The 500 screenplays submitted for The LAUNCH were first vetted down to the top 25. Green, Shuman and Emmy-nominated Ali LeRoi (co-creator of “Everybody Hates Chris”) read those, narrowed it down to three and interviewed those screenwriters.

“Ali pushed us to pick the one that would never otherwise have a chance of being made into a feature film,” Green said. “And we had the money to make it happen. We chose Kalu’s screenplay because of its focus on social issues and its grittiness.

“Since 2012, it’s been my crazy dream to become a producer,” Green said, whose company, zgreen entertainment, produces music videos, commercial, corporate productions and television content.

He and Shuman co-produced “The Obituary of Tunde Johnson” starring Steven Silver, (“13 Reasons Why”), Spencer Neville (“Ozark”) and Nicola Peltz (“Transformers: Age of Extinction”). The film was Ali LeRoi’s directorial feature debut.

The artful drama had its World Premiere at the 2019 Toronto International Film Festival in September 2019, was one of eight films awarded the prestigious Next Wave designation, opened the Austin Film Festival a month later, and won the Audience Award for the best Debut Narrative Feature at the 2020 LA Outfest.

THE CHARACTER Tunde Johnson is an 18-year-old gay Nigerian-American whose wealthy parents live in Los Angeles. He attends a private academy where he becomes involved in a love triangle.

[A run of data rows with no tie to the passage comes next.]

//! Identifier types for the workflow domain.

use super::WorkflowDomainError;
use serde::{Deserialize, Serialize};
use std::fmt;

/// Identifier of the work item a workflow instance is scoped to.
///
/// Work items are usually tracker issue numbers but may be arbitrary slugs.
/// Both forms are normalised to a string over `[A-Za-z0-9._-]` so the
/// identifier can double as a storage key.
#[derive(Debug, Clone, PartialEq, Eq, Hash, PartialOrd, Ord, Serialize, Deserialize)]
#[serde(try_from = "String", into = "String")]
pub struct WorkItemId(String);

impl WorkItemId {
    /// Creates a validated work item identifier.
    ///
    /// A single leading `#` is stripped so `#42` and `42` name the same item.
    ///
    /// # Errors
    ///
    /// Returns [`WorkflowDomainError::InvalidWorkItemId`] when the value is
    /// empty or contains characters outside `[A-Za-z0-9._-]`.
    pub fn new(value: impl Into<String>) -> Result<Self, WorkflowDomainError> {
        let raw = value.into();
        let trimmed = raw.trim();
        let normalized = trimmed.strip_prefix('#').unwrap_or(trimmed);
        let is_valid = !normalized.is_empty()
            && !normalized.starts_with('.')
            && normalized
                .chars()
                .all(|ch| ch.is_ascii_alphanumeric() || matches!(ch, '.' | '_' | '-'));

        if !is_valid {
            return Err(WorkflowDomainError::InvalidWorkItemId(raw));
        }
        Ok(Self(normalized.to_owned()))
    }

    /// Returns the identifier as `str`.
    #[must_use]
    pub fn as_str(&self) -> &str {
        &self.0
    }
}

impl From<u64> for WorkItemId {
    fn from(value: u64) -> Self {
        Self(value.to_string())
    }
}

impl TryFrom<String> for WorkItemId {
    type Error = WorkflowDomainError;

    fn try_from(value: String) -> Result<Self, Self::Error> {
        Self::new(value)
    }
}

impl From<WorkItemId> for String {
    fn from(value: WorkItemId) -> Self {
        value.0
    }
}

impl AsRef<str> for WorkItemId {
    fn as_ref(&self) -> &str {
        self.as_str()
    }
}

impl fmt::Display for WorkItemId {
    fn fmt(&self, f: &mut fmt::Formatter<'_>) -> fmt::Result {
        f.write_str(&self.0)
    }
}
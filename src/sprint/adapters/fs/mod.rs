//! Filesystem adapters for sprint ports.

mod ledger;

pub use ledger::FileSyncLedger;
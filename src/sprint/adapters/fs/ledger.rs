//! File-backed sync ledger store.
//!
//! Each sprint's ledger is one record file. The file name is the sprint name
//! reduced to safe characters plus a short digest of the full name, so
//! distinct sprints never share a file.

use async_trait::async_trait;
use camino::Utf8Path;
use serde::{Deserialize, Serialize};
use sha2::{Digest, Sha256};
use std::sync::Arc;

use crate::record_file::{RecordDir, RecordFileError, hex, run_blocking_with};
use crate::sprint::{
    domain::{SyncLedger, TaskKey, TrackerId},
    ports::{SyncLedgerError, SyncLedgerResult, SyncLedgerStore},
};

const MAX_STEM_CHARS: usize = 48;
const DIGEST_BYTES: usize = 6;

/// Ledger store keeping one record file per sprint.
#[derive(Debug, Clone)]
pub struct FileSyncLedger {
    records: Arc<RecordDir>,
}

#[derive(Debug, Serialize, Deserialize)]
struct LedgerRecord {
    sprint: String,
    links: Vec<LinkRecord>,
    managed_labels: Vec<String>,
}

#[derive(Debug, Serialize, Deserialize)]
struct LinkRecord {
    phase: String,
    title: String,
    tracker_id: TrackerId,
}

impl FileSyncLedger {
    /// Opens a store rooted at `path`, creating the directory when missing.
    ///
    /// # Errors
    ///
    /// Returns [`SyncLedgerError::Persistence`] when the directory cannot be
    /// opened.
    pub fn open(path: &Utf8Path) -> SyncLedgerResult<Self> {
        let records = RecordDir::open(path).map_err(SyncLedgerError::persistence)?;
        Ok(Self::from_record_dir(records))
    }

    /// Creates a store over an already opened record directory.
    #[must_use]
    pub fn from_record_dir(records: RecordDir) -> Self {
        Self {
            records: Arc::new(records),
        }
    }
}

/// Returns the record name holding the ledger of `sprint`.
fn record_name(sprint: &str) -> String {
    let stem: String = sprint
        .chars()
        .map(|ch| {
            if ch.is_ascii_alphanumeric() || matches!(ch, '-' | '_') {
                ch
            } else {
                '_'
            }
        })
        .take(MAX_STEM_CHARS)
        .collect();
    let digest = Sha256::digest(sprint.as_bytes());
    let short: Vec<u8> = digest.iter().take(DIGEST_BYTES).copied().collect();
    format!("ledger-{stem}-{}", hex(&short))
}

fn map_record_error(sprint: &str, err: RecordFileError) -> SyncLedgerError {
    if err.is_corruption() {
        SyncLedgerError::Corrupted {
            sprint: sprint.to_owned(),
            reason: err.to_string(),
        }
    } else {
        SyncLedgerError::persistence(err)
    }
}

fn join_error(err: tokio::task::JoinError) -> SyncLedgerError {
    SyncLedgerError::persistence(err)
}

#[async_trait]
impl SyncLedgerStore for FileSyncLedger {
    async fn load(&self, sprint: &str) -> SyncLedgerResult<SyncLedger> {
        let records = Arc::clone(&self.records);
        let owned = sprint.to_owned();
        run_blocking_with(
            move || {
                let Some(record) = records
                    .read::<LedgerRecord>(&record_name(&owned))
                    .map_err(|err| map_record_error(&owned, err))?
                else {
                    return Ok(SyncLedger::default());
                };
                if record.sprint != owned {
                    return Err(SyncLedgerError::Corrupted {
                        reason: format!("record belongs to sprint '{}'", record.sprint),
                        sprint: owned,
                    });
                }
                let links = record
                    .links
                    .into_iter()
                    .map(|link| (link.tracker_id, TaskKey::new(link.phase, link.title)))
                    .collect();
                Ok(SyncLedger::new(
                    links,
                    record.managed_labels.into_iter().collect(),
                ))
            },
            join_error,
        )
        .await
    }

    async fn save(&self, sprint: &str, ledger: &SyncLedger) -> SyncLedgerResult<()> {
        let records = Arc::clone(&self.records);
        let record = LedgerRecord {
            sprint: sprint.to_owned(),
            links: ledger
                .links()
                .iter()
                .map(|(tracker_id, key)| LinkRecord {
                    phase: key.phase().to_owned(),
                    title: key.title().to_owned(),
                    tracker_id: tracker_id.clone(),
                })
                .collect(),
            managed_labels: ledger.managed_labels().iter().cloned().collect(),
        };
        run_blocking_with(
            move || {
                records
                    .write(&record_name(&record.sprint), &record)
                    .map_err(|err| map_record_error(&record.sprint, err))
            },
            join_error,
        )
        .await
    }
}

Born in Nigeria, Stanley Kalu lived in several African countries before coming to California for college.

“Stanley didn’t experience racism in Africa because most everyone there is black,” Green said. “When he came to California, he felt comfortable with his LGBTQ friends, however, he experienced systemic racism and profiling for the first time in this country.”

In the film, the character of Tunde is shot and killed during a traffic stop by racially motivated police. He is then caught in a terrifying time loop where he is forced to relive his death over and over while struggling to confront difficult truths about his life.

In one strangely foreboding scene in the film, Tunde is forced to the ground by a police officer and begins to lose consciousness after being held in a chokehold for an unbearably long time as he desperately tries to utter the words “I can’t breathe.”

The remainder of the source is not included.